** What you need to do **
Give back exactly the lines of the entries below from the line with "self.username.as_deref()" to the line with "Adds a cluster", inclusive, and only those.

** Dataset content **
mod token;

use sqlx::sqlite::{SqlitePool, SqlitePoolOptions};

pub use token::{ACCESS_TOKEN_KEY, REFRESH_TOKEN_KEY, TokenStore};

/// Local client storage backed by SQLite.
#[derive(Clone)]
pub struct Database {
    pool: SqlitePool,
}

impl Database {
    /// Open or create a database at the given path.
    /// Use ":memory:" for an in-memory database.
    pub async fn open(path: &str) -> Result<Self, sqlx::Error> {
        // Every in-memory connection is its own database, so keep a single one.
        let pool = if path == ":memory:" {
            SqlitePoolOptions::new()
                .max_connections(1)
                .idle_timeout(None)
                .max_lifetime(None)
                .connect("sqlite::memory:")
                .await?
        } else {
            SqlitePoolOptions::new()
                .max_connections(4)
                .connect(&format!("sqlite:{}?mode=rwc", path))
                .await?
        };

        let db = Self { pool };
        db.migrate().await?;
        Ok(db)
    }

    async fn get_version(&self) -> Result<i32, sqlx::Error> {
        let result: Option<(i32,)> = sqlx::query_as("SELECT version FROM schema_version LIMIT 1")
            .fetch_optional(&self.pool)
            .await?;
        Ok(result.map(|r| r.0).unwrap_or(0))
    }

    async fn set_version(
        tx: &mut sqlx::Transaction<'_, sqlx::Sqlite>,
        version: i32,
    ) -> Result<(), sqlx::Error> {
        sqlx::query("DELETE FROM schema_version")
            .execute(&mut **tx)
            .await?;
        sqlx::query("INSERT INTO schema_version (version) VALUES (?)")
            .bind(version)
            .execute(&mut **tx)
            .await?;
        Ok(())
    }

    async fn migrate(&self) -> Result<(), sqlx::Error> {
        sqlx::query("CREATE TABLE IF NOT EXISTS schema_version (version INTEGER NOT NULL)")
            .execute(&self.pool)
            .await?;

        if self.get_version().await? < 1 {
            self.run_migration(
                1,
                &["CREATE TABLE local_storage (
                    key TEXT PRIMARY KEY NOT NULL,
                    value TEXT NOT NULL,
                    updated_at TEXT NOT NULL DEFAULT (datetime('now'))
                )"],
            )
            .await?;
        }

        Ok(())
    }

    /// Execute a list of queries in a transaction, then set the version.
    async fn run_migration(
        &self,
        version: i32,
        queries: &[&'static str],
    ) -> Result<(), sqlx::Error> {
        let mut tx = self.pool.begin().await?;
        for query in queries {
            sqlx::query(*query).execute(&mut *tx).await?;
        }
        Self::set_version(&mut tx, version).await?;
        tx.commit().await?;
        Ok(())
    }

    /// Get the token store.
    pub fn tokens(&self) -> TokenStore {
        TokenStore::new(self.pool.clone())
    }

    /// Get the underlying connection pool (for tests that need raw SQL access).
    pub fn pool(&self) -> &SqlitePool {
        &self.pool
    }
}
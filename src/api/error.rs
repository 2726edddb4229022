//! Shared error handling for backend calls.

use reqwest::StatusCode;
use serde_json::Value;

/// Errors produced by the request pipeline.
#[derive(Debug, thiserror::Error)]
pub enum ApiError {
    /// The backend answered with a non-success status.
    #[error("{message} ({status})")]
    Status {
        status: StatusCode,
        message: String,
        body: Value,
    },
    /// The access token could not be renewed; the session has been ended.
    #[error("Session refresh failed: {source}")]
    Refresh {
        #[source]
        source: Box<ApiError>,
    },
    #[error("Request failed: {0}")]
    Transport(#[from] reqwest::Error),
    #[error("Unexpected response body: {0}")]
    Decode(#[from] serde_json::Error),
    #[error("Invalid request URL: {0}")]
    Url(#[from] url::ParseError),
    #[error("Token storage error: {0}")]
    Storage(#[from] sqlx::Error),
}

impl ApiError {
    /// Build a status error from a raw response body.
    pub fn from_response(status: StatusCode, body: &[u8]) -> Self {
        let body: Value = serde_json::from_slice(body).unwrap_or(Value::Null);
        let message = error_message(&body).unwrap_or_else(|| {
            status
                .canonical_reason()
                .unwrap_or("Request failed")
                .to_string()
        });
        Self::Status {
            status,
            message,
            body,
        }
    }

    /// HTTP status of a backend rejection, if this is one.
    pub fn status(&self) -> Option<StatusCode> {
        match self {
            ApiError::Status { status, .. } => Some(*status),
            _ => None,
        }
    }

    pub fn is_unauthorized(&self) -> bool {
        self.status() == Some(StatusCode::UNAUTHORIZED)
    }

    /// JSON body of a backend rejection.
    pub fn body(&self) -> Option<&Value> {
        match self {
            ApiError::Status { body, .. } => Some(body),
            _ => None,
        }
    }
}

/// Extract a displayable message from an error body.
///
/// Looks at `error`, `detail` and `message` first, then falls back to field
/// errors shaped like `{"email": ["user with this email already exists."]}`.
pub fn error_message(body: &Value) -> Option<String> {
    if let Some(text) = body.as_str() {
        return non_blank(text);
    }

    for key in ["error", "detail", "message"] {
        if let Some(text) = body.get(key).and_then(Value::as_str).and_then(non_blank) {
            return Some(text);
        }
    }

    let fields = body.as_object()?;
    let messages: Vec<String> = fields
        .iter()
        .filter_map(|(field, value)| {
            let text = match value {
                Value::String(text) => non_blank(text),
                Value::Array(items) => items.iter().filter_map(Value::as_str).find_map(non_blank),
                _ => None,
            }?;
            if field == "non_field_errors" {
                Some(text)
            } else {
                Some(format!("{}: {}", field, text))
            }
        })
        .collect();

    if messages.is_empty() {
        None
    } else {
        Some(messages.join("; "))
    }
}

fn non_blank(text: &str) -> Option<String> {
    let text = text.trim();
    (!text.is_empty()).then(|| text.to_string())
}
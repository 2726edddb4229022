//! Request and response values handled by the pipeline.

use reqwest::{Method, StatusCode};
use serde::{Serialize, de::DeserializeOwned};
use serde_json::Value;

use super::error::ApiError;

/// Whether a request carries the session credential.
#[derive(Debug, Clone, Copy, PartialEq, Eq)]
pub enum Credentials {
    /// Attach the access token and refresh it once on 401.
    Bearer,
    /// Never attach a token, never refresh (login, register, refresh itself).
    Anonymous,
}

/// Which dispatch of a logical request is running.
#[derive(Debug, Clone, Copy, PartialEq, Eq)]
pub(crate) enum Attempt {
    First,
    Retry,
}

/// Immutable description of a backend call.
#[derive(Debug, Clone)]
pub struct ApiRequest {
    method: Method,
    path: String,
    query: Vec<(String, String)>,
    body: Option<Value>,
    credentials: Credentials,
}

impl ApiRequest {
    pub fn new(method: Method, path: impl Into<String>) -> Self {
        Self {
            method,
            path: path.into(),
            query: Vec::new(),
            body: None,
            credentials: Credentials::Bearer,
        }
    }

    pub fn get(path: impl Into<String>) -> Self {
        Self::new(Method::GET, path)
    }

    pub fn post(path: impl Into<String>) -> Self {
        Self::new(Method::POST, path)
    }

    pub fn put(path: impl Into<String>) -> Self {
        Self::new(Method::PUT, path)
    }

    pub fn delete(path: impl Into<String>) -> Self {
        Self::new(Method::DELETE, path)
    }

    /// Attach a JSON body.
    pub fn json<B: Serialize + ?Sized>(mut self, body: &B) -> Result<Self, ApiError> {
        self.body = Some(serde_json::to_value(body)?);
        Ok(self)
    }

    pub fn query(mut self, key: impl Into<String>, value: impl Into<String>) -> Self {
        self.query.push((key.into(), value.into()));
        self
    }

    pub fn anonymous(mut self) -> Self {
        self.credentials = Credentials::Anonymous;
        self
    }

    pub fn method(&self) -> &Method {
        &self.method
    }

    pub fn path(&self) -> &str {
        &self.path
    }

    pub fn query_pairs(&self) -> &[(String, String)] {
        &self.query
    }

    pub fn body(&self) -> Option<&Value> {
        self.body.as_ref()
    }

    pub fn credentials(&self) -> Credentials {
        self.credentials
    }
}

/// A buffered backend response.
#[derive(Debug, Clone)]
pub struct ApiResponse {
    status: StatusCode,
    body: Vec<u8>,
}

impl ApiResponse {
    pub(crate) fn new(status: StatusCode, body: Vec<u8>) -> Self {
        Self { status, body }
    }

    pub fn status(&self) -> StatusCode {
        self.status
    }

    pub fn bytes(&self) -> &[u8] {
        &self.body
    }

    pub fn json<T: DeserializeOwned>(&self) -> Result<T, ApiError> {
        Ok(serde_json::from_slice(&self.body)?)
    }

    /// Turn a non-success status into an [`ApiError::Status`].
    pub(crate) fn into_result(self) -> Result<Self, ApiError> {
        if self.status.is_success() {
            Ok(self)
        } else {
            Err(ApiError::from_response(self.status, &self.body))
        }
    }
}
//! Integration tests for failover and reconnection.

mod common;

use std::time::{Duration, Instant};

use common::MockCluster;
use gridkv_client::{CacheHandle, ClientConfig, GridClient, GridError, RouterState, Value};

async fn connect_client(cluster: &MockCluster) -> GridClient {
    let config = ClientConfig::builder()
        .endpoints(cluster.endpoints())
        .partition_awareness(true)
        .build()
        .unwrap();
    GridClient::connect(config).await.unwrap()
}

async fn warm_up(cluster: &MockCluster, client: &GridClient, cache: &CacheHandle, key: Value) {
    let deadline = Instant::now() + Duration::from_secs(10);
    loop {
        assert!(
            Instant::now() < deadline,
            "client did not reach affinity routing in time"
        );

        cache.put(key.clone(), 0i32).await.unwrap();

        if client.router().session_count() == cluster.endpoints().len() {
            let expected = cluster.primary_for_key(&key).unwrap();
            if cluster.ops().last().map(|r| r.node) == Some(expected) {
                return;
            }
        }
        tokio::time::sleep(Duration::from_millis(50)).await;
    }
}

#[tokio::test(flavor = "multi_thread", worker_threads = 2)]
async fn test_put_succeeds_after_primary_dies() {
    let mut cluster = MockCluster::start(3).await;
    let client = connect_client(&cluster).await;
    let cache = client.get_or_create_cache("test-cache").await.unwrap();

    warm_up(&cluster, &client, &cache, Value::I32(1)).await;

    let primary = cluster.primary_for_key(&Value::I32(1)).unwrap();
    let index = cluster
        .node_ids()
        .iter()
        .position(|id| *id == primary)
        .unwrap();
    cluster.kill(index);

    // the very next operation must be absorbed by failover
    cache.put(1i32, 1i32).await.unwrap();

    for _ in 0..5 {
        cache.put(1i32, 1i32).await.unwrap();
    }
    assert_eq!(cache.get(1i32).await.unwrap(), Some(Value::I32(1)));

    client.disconnect().await;
}

#[tokio::test(flavor = "multi_thread", worker_threads = 2)]
async fn test_full_cluster_loss() {
    let mut cluster = MockCluster::start(3).await;
    let client = connect_client(&cluster).await;
    let cache = client.get_or_create_cache("test-cache").await.unwrap();

    warm_up(&cluster, &client, &cache, Value::I32(1)).await;

    for index in 0..3 {
        cluster.kill(index);
    }

    // the first operation after total loss surfaces the cluster loss; it may
    // also observe the reconnect sweep already in progress
    match cache.put(1i32, 1i32).await.unwrap_err() {
        GridError::LostConnection(message) => {
            assert!(
                message.contains("Cluster is unavailable"),
                "unexpected message: {}",
                message
            );
        }
        GridError::IllegalState(_) => {}
        other => panic!("expected lost connection or illegal state, got {:?}", other),
    }

    // the reconnect sweep fails against dead listeners and the router ends
    // up disconnected
    let deadline = Instant::now() + Duration::from_secs(5);
    while client.state() != RouterState::Disconnected {
        assert!(Instant::now() < deadline, "router never became disconnected");
        tokio::time::sleep(Duration::from_millis(50)).await;
    }

    let err = cache.put(1i32, 1i32).await.unwrap_err();
    match err {
        GridError::IllegalState(state) => assert!(state.contains("Disconnected")),
        other => panic!("expected illegal state, got {:?}", other),
    }
}

#[tokio::test(flavor = "multi_thread", worker_threads = 2)]
async fn test_restarted_node_receives_traffic_again() {
    let mut cluster = MockCluster::start(3).await;
    let client = connect_client(&cluster).await;
    let cache = client.get_or_create_cache("test-cache").await.unwrap();

    warm_up(&cluster, &client, &cache, Value::I32(1)).await;

    let primary = cluster.primary_for_key(&Value::I32(1)).unwrap();
    let index = cluster
        .node_ids()
        .iter()
        .position(|id| *id == primary)
        .unwrap();

    cluster.kill(index);
    cache.put(1i32, 1i32).await.unwrap();

    tokio::time::sleep(Duration::from_secs(1)).await;
    cluster.restart(index).await;

    // poll until the topology stabilizes: two consecutive reads that do not
    // bump the observed version, with every session re-established
    let deadline = Instant::now() + Duration::from_secs(10);
    loop {
        assert!(
            Instant::now() < deadline,
            "topology never stabilized after restart"
        );
        let before = client.router().topology_version();
        cache.get(1i32).await.unwrap();
        let after = client.router().topology_version();
        if before.is_some() && before == after && client.router().session_count() == 3 {
            break;
        }
        tokio::time::sleep(Duration::from_millis(100)).await;
    }

    cluster.clear_ops();
    let restarted = cluster.node_ids()[index];
    let mut reached = false;
    for i in 1..=1000i32 {
        cache.put(i * 1433, i).await.unwrap();
        if cluster.ops().iter().any(|r| r.node == restarted) {
            reached = true;
            break;
        }
    }
    assert!(reached, "no request reached the restarted node");

    client.disconnect().await;
}

#[tokio::test(flavor = "multi_thread", worker_threads = 2)]
async fn test_partition_awareness_deactivates_below_two_sessions() {
    let mut cluster = MockCluster::start(2).await;
    let client = connect_client(&cluster).await;
    let cache = client.get_or_create_cache("test-cache").await.unwrap();

    warm_up(&cluster, &client, &cache, Value::I32(1)).await;
    assert!(client.router().partition_awareness_active());

    let primary = cluster.primary_for_key(&Value::I32(1)).unwrap();
    let index = cluster
        .node_ids()
        .iter()
        .position(|id| *id == primary)
        .unwrap();
    cluster.kill(index);

    cache.put(1i32, 1i32).await.unwrap();

    let deadline = Instant::now() + Duration::from_secs(5);
    while client.router().session_count() > 1 {
        assert!(Instant::now() < deadline, "dead session never removed");
        tokio::time::sleep(Duration::from_millis(50)).await;
    }
    assert!(!client.router().partition_awareness_active());

    client.disconnect().await;
}
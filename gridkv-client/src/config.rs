//! Client configuration types and builder.

use std::path::PathBuf;
use std::time::Duration;

use gridkv_core::{GridError, Result};

/// Default handshake timeout.
const DEFAULT_HANDSHAKE_TIMEOUT: Duration = Duration::from_secs(30);
/// Default initial reconnect backoff per endpoint.
const DEFAULT_INITIAL_BACKOFF: Duration = Duration::from_millis(100);
/// Default maximum reconnect backoff per endpoint.
const DEFAULT_MAX_BACKOFF: Duration = Duration::from_secs(30);
/// Default backoff multiplier.
const DEFAULT_BACKOFF_MULTIPLIER: f64 = 2.0;
/// Default backoff jitter fraction.
const DEFAULT_BACKOFF_JITTER: f64 = 0.2;

/// TLS settings for encrypted connections.
///
/// The paths are loaded when the first TLS socket is opened; the `tls` cargo
/// feature must be enabled for them to take effect.
#[derive(Debug, Clone, Default)]
pub struct TlsConfig {
    ca_cert_path: Option<PathBuf>,
    server_name: Option<String>,
}

impl TlsConfig {
    /// Creates an empty TLS configuration (system roots, endpoint hostname).
    pub fn new() -> Self {
        Self::default()
    }

    /// Sets the CA certificate bundle used to verify the server.
    pub fn ca_cert_path(mut self, path: impl Into<PathBuf>) -> Self {
        self.ca_cert_path = Some(path.into());
        self
    }

    /// Overrides the server name presented for SNI and verification.
    pub fn server_name(mut self, name: impl Into<String>) -> Self {
        self.server_name = Some(name.into());
        self
    }

    /// Returns the CA certificate path, if set.
    pub fn ca_cert(&self) -> Option<&PathBuf> {
        self.ca_cert_path.as_ref()
    }

    /// Returns the SNI override, if set.
    pub fn sni_override(&self) -> Option<&str> {
        self.server_name.as_deref()
    }
}

/// Per-endpoint reconnect backoff settings used by the background connector.
#[derive(Debug, Clone)]
pub struct BackoffConfig {
    initial: Duration,
    max: Duration,
    multiplier: f64,
    jitter: f64,
}

impl BackoffConfig {
    /// Returns the backoff before the first retry of an endpoint.
    pub fn initial(&self) -> Duration {
        self.initial
    }

    /// Returns the backoff ceiling.
    pub fn max(&self) -> Duration {
        self.max
    }

    /// Returns the multiplier applied per failed attempt.
    pub fn multiplier(&self) -> f64 {
        self.multiplier
    }

    /// Returns the jitter fraction applied to each delay.
    pub fn jitter(&self) -> f64 {
        self.jitter
    }

    /// Returns the delay before attempt number `attempt` (1-based), with
    /// jitter applied and capped at the ceiling.
    pub fn delay_for_attempt(&self, attempt: u32) -> Duration {
        let exp = attempt.saturating_sub(1).min(24);
        let base = self.initial.as_secs_f64() * self.multiplier.powi(exp as i32);

        let jittered = if self.jitter > 0.0 {
            use rand::Rng;
            let factor = 1.0 + rand::thread_rng().gen_range(-self.jitter..=self.jitter);
            base * factor
        } else {
            base
        };

        Duration::from_secs_f64(jittered.max(0.0)).min(self.max)
    }
}

impl Default for BackoffConfig {
    fn default() -> Self {
        Self {
            initial: DEFAULT_INITIAL_BACKOFF,
            max: DEFAULT_MAX_BACKOFF,
            multiplier: DEFAULT_BACKOFF_MULTIPLIER,
            jitter: DEFAULT_BACKOFF_JITTER,
        }
    }
}

/// Configuration of a GridKV client.
///
/// Built with [`ClientConfig::builder`]; validation happens in
/// [`ClientConfigBuilder::build`].
#[derive(Debug, Clone)]
pub struct ClientConfig {
    endpoints: Vec<String>,
    username: Option<String>,
    password: Option<String>,
    use_tls: bool,
    tls: TlsConfig,
    partition_awareness: bool,
    handshake_timeout: Duration,
    backoff: BackoffConfig,
}

impl ClientConfig {
    /// Returns a new configuration builder.
    pub fn builder() -> ClientConfigBuilder {
        ClientConfigBuilder::new()
    }

    /// Returns the configured `host:port` endpoints.
    pub fn endpoints(&self) -> &[String] {
        &self.endpoints
    }

    /// Returns the user name, if credentials are configured.
    pub fn username(&self) -> Option<&str> {
        self.username.as_deref()
    }

    /// Returns the password, if credentials are configured.
    pub fn password(&self) -> Option<&str> {
        self.password.as_deref()
    }

    /// Returns `true` if sockets are opened over TLS.
    pub fn use_tls(&self) -> bool {
        self.use_tls
    }

    /// Returns the TLS settings.
    pub fn tls(&self) -> &TlsConfig {
        &self.tls
    }

    /// Returns `true` if partition awareness was requested.
    pub fn partition_awareness(&self) -> bool {
        self.partition_awareness
    }

    /// Returns the handshake timeout.
    pub fn handshake_timeout(&self) -> Duration {
        self.handshake_timeout
    }

    /// Returns the per-endpoint reconnect backoff settings.
    pub fn backoff(&self) -> &BackoffConfig {
        &self.backoff
    }
}

/// Builder for [`ClientConfig`].
#[derive(Debug, Clone, Default)]
pub struct ClientConfigBuilder {
    endpoints: Vec<String>,
    username: Option<String>,
    password: Option<String>,
    use_tls: bool,
    tls: TlsConfig,
    partition_awareness: bool,
    handshake_timeout: Option<Duration>,
    backoff: Option<BackoffConfig>,
}

impl ClientConfigBuilder {
    /// Creates a new builder with no endpoints.
    pub fn new() -> Self {
        Self::default()
    }

    /// Adds a cluster endpoint as a `host:port` string.
    pub fn add_endpoint(mut self, endpoint: impl Into<String>) -> Self {
        self.endpoints.push(endpoint.into());
        self
    }

    /// Sets the endpoint list, replacing any previously added.
    pub fn endpoints<I, S>(mut self, endpoints: I) -> Self
    where
        I: IntoIterator<Item = S>,
        S: Into<String>,
    {
        self.endpoints = endpoints.into_iter().map(Into::into).collect();
        self
    }

    /// Sets the credentials transmitted in the handshake.
    pub fn credentials(mut self, username: impl Into<String>, password: impl Into<String>) -> Self {
        self.username = Some(username.into());
        self.password = Some(password.into());
        self
    }

    /// Enables TLS with the given settings.
    pub fn tls(mut self, tls: TlsConfig) -> Self {
        self.use_tls = true;
        self.tls = tls;
        self
    }

    /// Requests partition awareness: one session per node and affinity-based
    /// routing. Off by default.
    pub fn partition_awareness(mut self, enabled: bool) -> Self {
        self.partition_awareness = enabled;
        self
    }

    /// Sets the handshake timeout (default 30 s).
    pub fn handshake_timeout(mut self, timeout: Duration) -> Self {
        self.handshake_timeout = Some(timeout);
        self
    }

    /// Customizes the per-endpoint reconnect backoff.
    pub fn backoff(mut self, f: impl FnOnce(BackoffConfig) -> BackoffConfig) -> Self {
        self.backoff = Some(f(self.backoff.unwrap_or_default()));
        self
    }

    /// Validates and builds the configuration.
    pub fn build(self) -> Result<ClientConfig> {
        if self.endpoints.is_empty() {
            return Err(GridError::IllegalArgument(
                "at least one endpoint is required".to_string(),
            ));
        }
        for endpoint in &self.endpoints {
            validate_endpoint(endpoint)?;
        }

        Ok(ClientConfig {
            endpoints: self.endpoints,
            username: self.username,
            password: self.password,
            use_tls: self.use_tls,
            tls: self.tls,
            partition_awareness: self.partition_awareness,
            handshake_timeout: self.handshake_timeout.unwrap_or(DEFAULT_HANDSHAKE_TIMEOUT),
            backoff: self.backoff.unwrap_or_default(),
        })
    }
}

/// Allows adjusting backoff parameters through the builder closure.
impl BackoffConfig {
    /// Sets the initial backoff.
    pub fn initial_backoff(mut self, value: Duration) -> Self {
        self.initial = value;
        self
    }

    /// Sets the backoff ceiling.
    pub fn max_backoff(mut self, value: Duration) -> Self {
        self.max = value;
        self
    }

    /// Sets the per-attempt multiplier.
    pub fn backoff_multiplier(mut self, value: f64) -> Self {
        self.multiplier = value;
        self
    }

    /// Sets the jitter fraction in `[0, 1]`.
    pub fn backoff_jitter(mut self, value: f64) -> Self {
        self.jitter = value.clamp(0.0, 1.0);
        self
    }
}

fn validate_endpoint(endpoint: &str) -> Result<()> {
    let bad = || {
        GridError::IllegalArgument(format!(
            "endpoint '{}' is not a host:port pair",
            endpoint
        ))
    };

    let (host, port) = endpoint.rsplit_once(':').ok_or_else(bad)?;
    if host.is_empty() {
        return Err(bad());
    }
    port.parse::<u16>().map_err(|_| bad())?;
    Ok(())
}

#[cfg(test)]
mod tests {
    use super::*;

    #[test]
    fn test_empty_endpoints_rejected() {
        let err = ClientConfig::builder().build().unwrap_err();
        assert!(matches!(err, GridError::IllegalArgument(_)));
        assert!(err.to_string().contains("at least one endpoint"));
    }

    #[test]
    fn test_bad_endpoint_rejected() {
        for bad in ["localhost", ":10800", "host:", "host:port", "host:99999"] {
            let result = ClientConfig::builder().add_endpoint(bad).build();
            assert!(result.is_err(), "expected '{}' to be rejected", bad);
        }
    }

    #[test]
    fn test_valid_endpoints_accepted() {
        let config = ClientConfig::builder()
            .add_endpoint("127.0.0.1:10800")
            .add_endpoint("cache-node.internal:10801")
            .build()
            .unwrap();
        assert_eq!(config.endpoints().len(), 2);
    }

    #[test]
    fn test_defaults() {
        let config = ClientConfig::builder()
            .add_endpoint("127.0.0.1:10800")
            .build()
            .unwrap();

        assert!(!config.partition_awareness());
        assert!(!config.use_tls());
        assert!(config.username().is_none());
        assert_eq!(config.handshake_timeout(), Duration::from_secs(30));
    }

    #[test]
    fn test_credentials() {
        let config = ClientConfig::builder()
            .add_endpoint("127.0.0.1:10800")
            .credentials("admin", "secret")
            .build()
            .unwrap();

        assert_eq!(config.username(), Some("admin"));
        assert_eq!(config.password(), Some("secret"));
    }

    #[test]
    fn test_endpoints_replaces_previous() {
        let config = ClientConfig::builder()
            .add_endpoint("a:1")
            .endpoints(["b:2", "c:3"])
            .build()
            .unwrap();
        assert_eq!(config.endpoints(), &["b:2".to_string(), "c:3".to_string()]);
    }

    #[test]
    fn test_backoff_delay_growth_and_cap() {
        let backoff = BackoffConfig::default()
            .initial_backoff(Duration::from_millis(100))
            .max_backoff(Duration::from_millis(500))
            .backoff_multiplier(2.0)
            .backoff_jitter(0.0);

        assert_eq!(backoff.delay_for_attempt(1), Duration::from_millis(100));
        assert_eq!(backoff.delay_for_attempt(2), Duration::from_millis(200));
        assert_eq!(backoff.delay_for_attempt(3), Duration::from_millis(400));
        // capped
        assert_eq!(backoff.delay_for_attempt(4), Duration::from_millis(500));
        assert_eq!(backoff.delay_for_attempt(30), Duration::from_millis(500));
    }

    #[test]
    fn test_backoff_jitter_varies_delay() {
        let backoff = BackoffConfig::default()
            .initial_backoff(Duration::from_millis(100))
            .backoff_jitter(0.5);

        let mut seen = std::collections::HashSet::new();
        for _ in 0..20 {
            seen.insert(backoff.delay_for_attempt(1).as_micros());
        }
        assert!(seen.len() > 1, "jitter should produce varied delays");
    }

    #[test]
    fn test_tls_builder() {
        let config = ClientConfig::builder()
            .add_endpoint("127.0.0.1:10800")
            .tls(TlsConfig::new().ca_cert_path("/etc/gridkv/ca.pem").server_name("grid"))
            .build()
            .unwrap();

        assert!(config.use_tls());
        assert_eq!(
            config.tls().ca_cert().map(|p| p.display().to_string()),
            Some("/etc/gridkv/ca.pem".to_string())
        );
        assert_eq!(config.tls().sni_override(), Some("grid"));
    }
}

** Reply **
        self.username.as_deref()
    }

    /// Returns the password, if credentials are configured.
    pub fn password(&self) -> Option<&str> {
        self.password.as_deref()
    }

    /// Returns `true` if sockets are opened over TLS.
    pub fn use_tls(&self) -> bool {
        self.use_tls
    }

    /// Returns the TLS settings.
    pub fn tls(&self) -> &TlsConfig {
        &self.tls
    }

    /// Returns `true` if partition awareness was requested.
    pub fn partition_awareness(&self) -> bool {
        self.partition_awareness
    }

    /// Returns the handshake timeout.
    pub fn handshake_timeout(&self) -> Duration {
        self.handshake_timeout
    }

    /// Returns the per-endpoint reconnect backoff settings.
    pub fn backoff(&self) -> &BackoffConfig {
        &self.backoff
    }
}

/// Builder for [`ClientConfig`].
#[derive(Debug, Clone, Default)]
pub struct ClientConfigBuilder {
    endpoints: Vec<String>,
    username: Option<String>,
    password: Option<String>,
    use_tls: bool,
    tls: TlsConfig,
    partition_awareness: bool,
    handshake_timeout: Option<Duration>,
    backoff: Option<BackoffConfig>,
}

impl ClientConfigBuilder {
    /// Creates a new builder with no endpoints.
    pub fn new() -> Self {
        Self::default()
    }

    /// Adds a cluster endpoint as a `host:port` string.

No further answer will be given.